Again Gordon is trying to use of big broad theory to disprove one history and substitute another. This will no doubt include Christianity thriving except where philosophical materialism thrives. Why does philosophical materialism thrive?...careful now....is it a ''survivor'' Gordon?

Don't be silly Vlad - it has yet to be shown that the portrayal of events and dialogue in the NT are historical facts to begin with: so I'm not 'substituting' anything. I'm simply querying the claim of historical fact in relation to the miracle bits, so I'm asking you who accept the NT as being historical fact to explain how you have excluded the possibility of mistakes or propaganda. All I seem to see though is a mix of confirmation bias, special pleading, fallacious arguments from authority/tradition - and your own woeful attempts at diversion.

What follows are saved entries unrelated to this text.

//! Abilities carried by objects: activated and triggered.

use crate::cost::Cost;
use crate::effect::Effect;
use crate::trigger::TriggerCondition;
use crate::zone::Zone;

/// An ability a player can activate by paying its cost.
#[derive(Debug, Clone, PartialEq)]
pub struct ActivatedAbility {
    pub cost: Cost,
    pub effects: Vec<Effect>,
}

/// An ability that fires when its condition is met.
#[derive(Debug, Clone, PartialEq)]
pub struct TriggeredAbility {
    pub condition: TriggerCondition,
    pub effects: Vec<Effect>,
}

#[derive(Debug, Clone, PartialEq)]
pub enum AbilityKind {
    Activated(ActivatedAbility),
    Triggered(TriggeredAbility),
}

/// An ability with the zones it functions in.
#[derive(Debug, Clone, PartialEq)]
pub struct Ability {
    pub kind: AbilityKind,
    /// Zones in which this ability is live. Defaults to the arena.
    pub functional_zones: Vec<Zone>,
}

impl Ability {
    pub fn activated(cost: Cost, effects: Vec<Effect>) -> Self {
        Self {
            kind: AbilityKind::Activated(ActivatedAbility { cost, effects }),
            functional_zones: vec![Zone::Arena],
        }
    }

    pub fn triggered(condition: TriggerCondition, effects: Vec<Effect>) -> Self {
        Self {
            kind: AbilityKind::Triggered(TriggeredAbility { condition, effects }),
            functional_zones: vec![Zone::Arena],
        }
    }

    pub fn in_zones(mut self, zones: Vec<Zone>) -> Self {
        self.functional_zones = zones;
        self
    }

    pub fn functions_in(&self, zone: Zone) -> bool {
        self.functional_zones.contains(&zone)
    }

    pub fn as_activated(&self) -> Option<&ActivatedAbility> {
        match &self.kind {
            AbilityKind::Activated(ability) => Some(ability),
            _ => None,
        }
    }

    pub fn as_triggered(&self) -> Option<&TriggeredAbility> {
        match &self.kind {
            AbilityKind::Triggered(ability) => Some(ability),
            _ => None,
        }
    }
}
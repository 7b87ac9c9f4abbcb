//! # Handler Registry
//!
//! Name → handler table owned by one dispatcher.
//!
//! Handlers receive the call's `data` and return `Some(reply)` or `None` for
//! fire-and-forget functions. Any error from the handler becomes a
//! `HandlerFailed` dispatch error and the message is rejected.
//!
//! ```rust
//! use queue_rpc::server::{handler_fn, HandlerRegistry};
//!
//! let registry = HandlerRegistry::new();
//! registry.set("echo", handler_fn(|data| async move { Ok(Some(data)) }));
//! assert!(registry.contains("echo"));
//! ```

use std::collections::HashMap;
use std::future::Future;
use std::pin::Pin;
use std::sync::Arc;

use parking_lot::RwLock;
use serde::de::DeserializeOwned;
use serde::Serialize;

use crate::protocol::{from_structured, to_structured, StructuredValue};

/// Future returned by a handler
pub type HandlerFuture =
    Pin<Box<dyn Future<Output = anyhow::Result<Option<StructuredValue>>> + Send>>;

/// Handler function type
///
/// Handlers must be:
/// - `Send + Sync` so worker tasks on any thread can invoke them
/// - Return a pinned future for async execution
/// - Return `anyhow::Result` so handler bodies can use `?` freely
pub type Handler = Arc<dyn Fn(StructuredValue) -> HandlerFuture + Send + Sync>;

/// Wrap an async closure as a [`Handler`]
pub fn handler_fn<F, Fut>(f: F) -> Handler
where
    F: Fn(StructuredValue) -> Fut + Send + Sync + 'static,
    Fut: Future<Output = anyhow::Result<Option<StructuredValue>>> + Send + 'static,
{
    Arc::new(move |data| -> HandlerFuture { Box::pin(f(data)) })
}

/// Wrap a typed async closure as a [`Handler`]
///
/// The call data is deserialized into `Req` before the closure runs, and the
/// `Resp` it returns is always sent back as the reply.
pub fn typed_handler<Req, Resp, F, Fut>(f: F) -> Handler
where
    Req: DeserializeOwned + Send + 'static,
    Resp: Serialize + Send + 'static,
    F: Fn(Req) -> Fut + Send + Sync + 'static,
    Fut: Future<Output = anyhow::Result<Resp>> + Send + 'static,
{
    let f = Arc::new(f);
    Arc::new(move |data| -> HandlerFuture {
        let f = f.clone();
        Box::pin(async move {
            let request: Req = from_structured(data)?;
            let response = f(request).await?;
            Ok(Some(to_structured(&response)?))
        })
    })
}

/// Thread-safe handler table
///
/// Cloning shares the table.
#[derive(Clone, Default)]
pub struct HandlerRegistry {
    handlers: Arc<RwLock<HashMap<String, Handler>>>,
}

impl std::fmt::Debug for HandlerRegistry {
    fn fmt(&self, f: &mut std::fmt::Formatter<'_>) -> std::fmt::Result {
        f.debug_struct("HandlerRegistry")
            .field("names", &self.names())
            .finish()
    }
}

impl HandlerRegistry {
    pub fn new() -> Self {
        Self::default()
    }

    /// Register or replace the handler for `name`, returning the previous one
    pub fn set(&self, name: impl Into<String>, handler: Handler) -> Option<Handler> {
        self.handlers.write().insert(name.into(), handler)
    }

    /// Handler registered for `name`
    pub fn lookup(&self, name: &str) -> Option<Handler> {
        self.handlers.read().get(name).cloned()
    }

    pub fn contains(&self, name: &str) -> bool {
        self.handlers.read().contains_key(name)
    }

    pub fn len(&self) -> usize {
        self.handlers.read().len()
    }

    pub fn is_empty(&self) -> bool {
        self.handlers.read().is_empty()
    }

    /// Registered names, sorted
    pub fn names(&self) -> Vec<String> {
        let mut names: Vec<String> = self.handlers.read().keys().cloned().collect();
        names.sort();
        names
    }
}
//! # Structured Logging Module
//!
//! Environment-aware structured logging setup plus the protocol-trace gate that
//! backs the `log_messages` / `log_errors` options.

use std::sync::OnceLock;

use chrono::Utc;
use tracing_subscriber::{fmt, layer::SubscriberExt, util::SubscriberInitExt, EnvFilter, Layer};

use crate::config::RpcOptions;

static LOGGER_INITIALIZED: OnceLock<()> = OnceLock::new();

/// Initialize structured logging with environment-specific configuration
///
/// `RUST_LOG` wins over the environment default. Set `RPC_LOG_FORMAT=json` for
/// JSON lines instead of the human-readable console format.
pub fn init_structured_logging() {
    LOGGER_INITIALIZED.get_or_init(|| {
        let environment = get_environment();
        let filter = std::env::var("RUST_LOG").unwrap_or_else(|_| get_log_level(&environment));
        let json = std::env::var("RPC_LOG_FORMAT")
            .map(|f| f.eq_ignore_ascii_case("json"))
            .unwrap_or(false);

        let console = if json {
            fmt::layer()
                .with_target(true)
                .with_thread_ids(true)
                .with_level(true)
                .json()
                .with_filter(EnvFilter::new(filter))
                .boxed()
        } else {
            fmt::layer()
                .with_target(true)
                .with_thread_ids(true)
                .with_level(true)
                .with_ansi(true)
                .with_filter(EnvFilter::new(filter))
                .boxed()
        };

        // A global subscriber may already be installed by the host application
        if tracing_subscriber::registry().with(console).try_init().is_err() {
            tracing::debug!("Global tracing subscriber already initialized - continuing with existing subscriber");
        }

        tracing::info!(
            pid = std::process::id(),
            environment = %environment,
            started_at = %Utc::now().to_rfc3339(),
            "STRUCTURED LOGGING: Initialized"
        );
    });
}

/// Get current environment from environment variables
fn get_environment() -> String {
    std::env::var("RPC_ENV")
        .or_else(|_| std::env::var("APP_ENV"))
        .unwrap_or_else(|_| "development".to_string())
}

/// Get log level based on environment
fn get_log_level(environment: &str) -> String {
    match environment {
        "test" => "debug".to_string(),
        "development" => "debug".to_string(),
        "production" => "info".to_string(),
        _ => "debug".to_string(),
    }
}

/// Protocol trace gate
///
/// Copied into every dispatcher and tracker. Protocol steps go out at `info`
/// only when `log_messages` is set; failures go out at `error` only when
/// `log_errors` is set.
#[derive(Debug, Clone, Copy, Default)]
pub struct RpcLogger {
    component: &'static str,
    options: RpcOptions,
}

impl RpcLogger {
    pub fn new(component: &'static str, options: RpcOptions) -> Self {
        Self { component, options }
    }

    pub fn options(&self) -> RpcOptions {
        self.options
    }

    /// Informational protocol step
    pub fn message(&self, step: &str, detail: &str) {
        if self.options.log_messages {
            tracing::info!(component = self.component, step = %step, "{}", detail);
        }
    }

    /// Error diagnostic with the offending payload attached
    pub fn error(&self, operation: &str, error: &dyn std::fmt::Display, payload: Option<&str>) {
        if self.options.log_errors {
            tracing::error!(
                component = self.component,
                operation = %operation,
                error = %error,
                payload = payload,
                "RPC_ERROR"
            );
        }
    }
}
//! # Dispatcher
//!
//! Server role of the RPC protocol: consumes the shared work queue, routes
//! each call to its handler by name, publishes the handler's reply to the
//! caller's private queue, and completes every delivery exactly once.
//!
//! ## Architecture
//!
//! - **Worker Pool**: a semaphore sized to the prefetch limit; a permit is
//!   taken before the next delivery is fetched, so with the default limit of
//!   one, handler execution is serialized
//! - **Completion**: ack after the handler (and its reply) succeed; reject
//!   without requeue on any decode, dispatch, or publish failure
//! - **Observability**: atomic counters plus the `log_messages`/`log_errors` trace
//!
//! The consume loop survives every per-message failure.

use std::panic::AssertUnwindSafe;
use std::sync::atomic::{AtomicBool, AtomicU64, Ordering};
use std::sync::Arc;

use futures::{FutureExt, StreamExt};
use parking_lot::Mutex;
use tokio::sync::{watch, Semaphore};
use tokio::task::JoinHandle;
use tracing::{debug, info, warn};

use crate::config::RpcConfig;
use crate::error::{Result, RpcError};
use crate::logging::RpcLogger;
use crate::messaging::{Delivery, DeliveryStream, PublishProperties, QueueOptions, Transport};
use crate::protocol::{encode_value, FunctionCall};
use crate::server::registry::{Handler, HandlerRegistry};

const COMPONENT: &str = "dispatcher";

/// Statistics for dispatcher observability
#[derive(Debug, Default)]
pub struct DispatcherStats {
    /// Deliveries taken from the shared queue
    pub received: AtomicU64,
    /// Deliveries acknowledged after successful dispatch
    pub acked: AtomicU64,
    /// Deliveries rejected without requeue
    pub rejected: AtomicU64,
    /// Replies written to reply queues
    pub replies_published: AtomicU64,
}

impl DispatcherStats {
    pub fn new() -> Self {
        Self::default()
    }

    pub fn get_received(&self) -> u64 {
        self.received.load(Ordering::Relaxed)
    }

    pub fn get_acked(&self) -> u64 {
        self.acked.load(Ordering::Relaxed)
    }

    pub fn get_rejected(&self) -> u64 {
        self.rejected.load(Ordering::Relaxed)
    }

    pub fn get_replies_published(&self) -> u64 {
        self.replies_published.load(Ordering::Relaxed)
    }
}

/// State shared with the consume loop and its workers
struct DispatchContext {
    transport: Arc<dyn Transport>,
    registry: HandlerRegistry,
    logger: RpcLogger,
    stats: Arc<DispatcherStats>,
}

impl DispatchContext {
    /// Run one delivery to its terminal disposition
    async fn process(&self, delivery: Delivery) {
        self.stats.received.fetch_add(1, Ordering::Relaxed);
        self.logger.message(
            "receive",
            &format!("Received message: {}", delivery.payload_text()),
        );

        match self.dispatch(&delivery).await {
            Ok(()) => match self.transport.ack(&delivery).await {
                Ok(()) => {
                    self.stats.acked.fetch_add(1, Ordering::Relaxed);
                    self.logger.message(
                        "ack",
                        &format!("Acknowledged message {}", delivery.receipt_handle),
                    );
                }
                Err(e) => {
                    warn!(receipt = %delivery.receipt_handle, error = %e, "Failed to ack delivery");
                    self.logger.error("ack", &e, None);
                }
            },
            Err(e) => {
                let payload = delivery.payload_text();
                self.logger.error(e.kind(), &e, Some(payload.as_str()));

                match self.transport.reject(&delivery, false).await {
                    Ok(()) => {
                        self.stats.rejected.fetch_add(1, Ordering::Relaxed);
                    }
                    Err(reject_err) => {
                        warn!(
                            receipt = %delivery.receipt_handle,
                            error = %reject_err,
                            "Failed to reject delivery"
                        );
                        self.logger.error("reject", &reject_err, None);
                    }
                }
            }
        }
    }

    /// Decode, route, invoke and reply; any error means the delivery is rejected
    async fn dispatch(&self, delivery: &Delivery) -> Result<()> {
        let FunctionCall { name, data } = FunctionCall::decode(&delivery.payload)?;

        let handler = self
            .registry
            .lookup(&name)
            .ok_or_else(|| RpcError::handler_not_found(&name))?;

        self.logger.message("invoke", &format!("Calling function '{name}'"));

        let result = AssertUnwindSafe(handler(data))
            .catch_unwind()
            .await
            .map_err(|_| RpcError::handler_failed(&name, "handler panicked"))?
            .map_err(|e| RpcError::handler_failed(&name, format!("{e:#}")))?;

        let Some(value) = result else {
            self.logger
                .message("no_reply", &format!("Function '{name}' returned no reply"));
            return Ok(());
        };

        let reply_to = delivery.reply_to.as_deref().ok_or_else(|| {
            RpcError::publish("<missing reply_to>", "delivery has no reply destination")
        })?;
        let payload = encode_value(&value)?;

        self.transport
            .publish(
                reply_to,
                &payload,
                PublishProperties::reply(delivery.correlation_id.clone()),
            )
            .await?;

        self.stats.replies_published.fetch_add(1, Ordering::Relaxed);
        self.logger.message(
            "reply",
            &format!("Replied to {reply_to} with {}", String::from_utf8_lossy(&payload)),
        );
        Ok(())
    }
}

/// RPC server bound to one shared queue
///
/// Dropping the dispatcher stops its consume loop.
pub struct Dispatcher {
    ctx: Arc<DispatchContext>,
    queue_name: String,
    prefetch_count: u16,
    started: AtomicBool,
    /// Serializes handler registration against the transition to started
    lifecycle: Mutex<()>,
    shutdown_tx: watch::Sender<bool>,
    worker: Mutex<Option<JoinHandle<()>>>,
}

impl std::fmt::Debug for Dispatcher {
    fn fmt(&self, f: &mut std::fmt::Formatter<'_>) -> std::fmt::Result {
        f.debug_struct("Dispatcher")
            .field("queue_name", &self.queue_name)
            .field("prefetch_count", &self.prefetch_count)
            .field("provider", &self.ctx.transport.provider_name())
            .field("handlers", &self.ctx.registry)
            .field("started", &self.is_started())
            .finish()
    }
}

impl Dispatcher {
    /// Create a dispatcher for `config.queue_name` on an open transport
    pub fn new(transport: Arc<dyn Transport>, config: &RpcConfig) -> Result<Self> {
        config.validate()?;

        let (shutdown_tx, _) = watch::channel(false);
        Ok(Self {
            ctx: Arc::new(DispatchContext {
                transport,
                registry: HandlerRegistry::new(),
                logger: RpcLogger::new(COMPONENT, config.options),
                stats: Arc::new(DispatcherStats::new()),
            }),
            queue_name: config.queue_name.clone(),
            prefetch_count: config.prefetch_count,
            started: AtomicBool::new(false),
            lifecycle: Mutex::new(()),
            shutdown_tx,
            worker: Mutex::new(None),
        })
    }

    /// Register or replace the handler for `name`
    ///
    /// Handlers are fixed once the dispatcher starts.
    pub fn set_handler(&self, name: impl Into<String>, handler: Handler) -> Result<()> {
        let _lifecycle = self.lifecycle.lock();
        if self.is_started() {
            return Err(RpcError::already_started(COMPONENT));
        }

        let name = name.into();
        debug!(handler = %name, "Registering RPC handler");
        self.ctx.registry.set(name, handler);
        Ok(())
    }

    /// Begin consuming the shared queue
    ///
    /// Declares the queue, applies the prefetch limit and spawns the consume
    /// loop. A second call returns [`RpcError::AlreadyStarted`].
    pub async fn start(&self) -> Result<()> {
        {
            let _lifecycle = self.lifecycle.lock();
            if self.started.swap(true, Ordering::SeqCst) {
                return Err(RpcError::already_started(COMPONENT));
            }
        }

        let stream = match self.open_stream().await {
            Ok(stream) => stream,
            Err(e) => {
                self.started.store(false, Ordering::SeqCst);
                return Err(e);
            }
        };

        info!(
            queue = %self.queue_name,
            prefetch_count = self.prefetch_count,
            provider = self.ctx.transport.provider_name(),
            handlers = ?self.ctx.registry.names(),
            "Starting RPC dispatcher"
        );
        self.ctx.logger.message(
            "start",
            &format!("Server listening on queue {}", self.queue_name),
        );

        let handle = tokio::spawn(consume_loop(
            self.ctx.clone(),
            stream,
            Arc::new(Semaphore::new(self.prefetch_count as usize)),
            self.prefetch_count as u32,
            self.shutdown_tx.subscribe(),
        ));
        *self.worker.lock() = Some(handle);
        Ok(())
    }

    async fn open_stream(&self) -> Result<DeliveryStream> {
        let transport = &self.ctx.transport;
        transport
            .declare_queue(&self.queue_name, QueueOptions::shared())
            .await?;
        transport.set_prefetch(self.prefetch_count).await?;
        transport.consume(&self.queue_name).await
    }

    /// Stop fetching, wait for in-flight handlers, then close the transport
    pub async fn shutdown(&self) -> Result<()> {
        info!(queue = %self.queue_name, "Stopping RPC dispatcher");
        let _ = self.shutdown_tx.send(true);

        let handle = self.worker.lock().take();
        if let Some(handle) = handle {
            if let Err(e) = handle.await {
                warn!(error = %e, "Dispatcher consume loop ended abnormally");
            }
        }

        self.ctx.transport.close().await
    }

    pub fn is_started(&self) -> bool {
        self.started.load(Ordering::SeqCst)
    }

    /// Whether the consume loop is still running
    pub fn is_running(&self) -> bool {
        self.worker
            .lock()
            .as_ref()
            .map(|handle| !handle.is_finished())
            .unwrap_or(false)
    }

    pub fn queue_name(&self) -> &str {
        &self.queue_name
    }

    /// Handlers registered on this dispatcher
    pub fn registry(&self) -> &HandlerRegistry {
        &self.ctx.registry
    }

    /// Get dispatcher statistics
    pub fn get_stats(&self) -> Arc<DispatcherStats> {
        self.ctx.stats.clone()
    }
}

/// Fetch deliveries one permit at a time and hand each to a worker task
async fn consume_loop(
    ctx: Arc<DispatchContext>,
    mut stream: DeliveryStream,
    semaphore: Arc<Semaphore>,
    pool_size: u32,
    mut shutdown_rx: watch::Receiver<bool>,
) {
    loop {
        let permit = tokio::select! {
            _ = shutdown_rx.changed() => break,
            permit = semaphore.clone().acquire_owned() => match permit {
                Ok(permit) => permit,
                Err(_) => break,
            },
        };

        let next = tokio::select! {
            _ = shutdown_rx.changed() => break,
            next = stream.next() => next,
        };

        let Some(delivery) = next else {
            ctx.logger
                .error("consume", &"consumer cancelled", None);
            warn!("RPC dispatcher consumer cancelled by broker");
            break;
        };

        let worker_ctx = ctx.clone();
        tokio::spawn(async move {
            worker_ctx.process(delivery).await;
            drop(permit);
        });
    }

    // Wait for in-flight workers before reporting the loop as finished
    let _ = semaphore.acquire_many(pool_size).await;
    debug!("RPC dispatcher consume loop exited");
}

I've made it quite clear that I think the claim of Jesus being resurrected is nonsense because it is naturally impossible, and that I think the NT claims are best seen as propaganda for Jesus since it is known that people are fallible (see my post 612). So, on what basis can you demonstrate (since you guys are making the claim)  that you have; a) a method to provide evidence that is demonstrable confirmation of a non-natural event, and b) a means of eliminating the risks of mistakes lies in the NT accounts.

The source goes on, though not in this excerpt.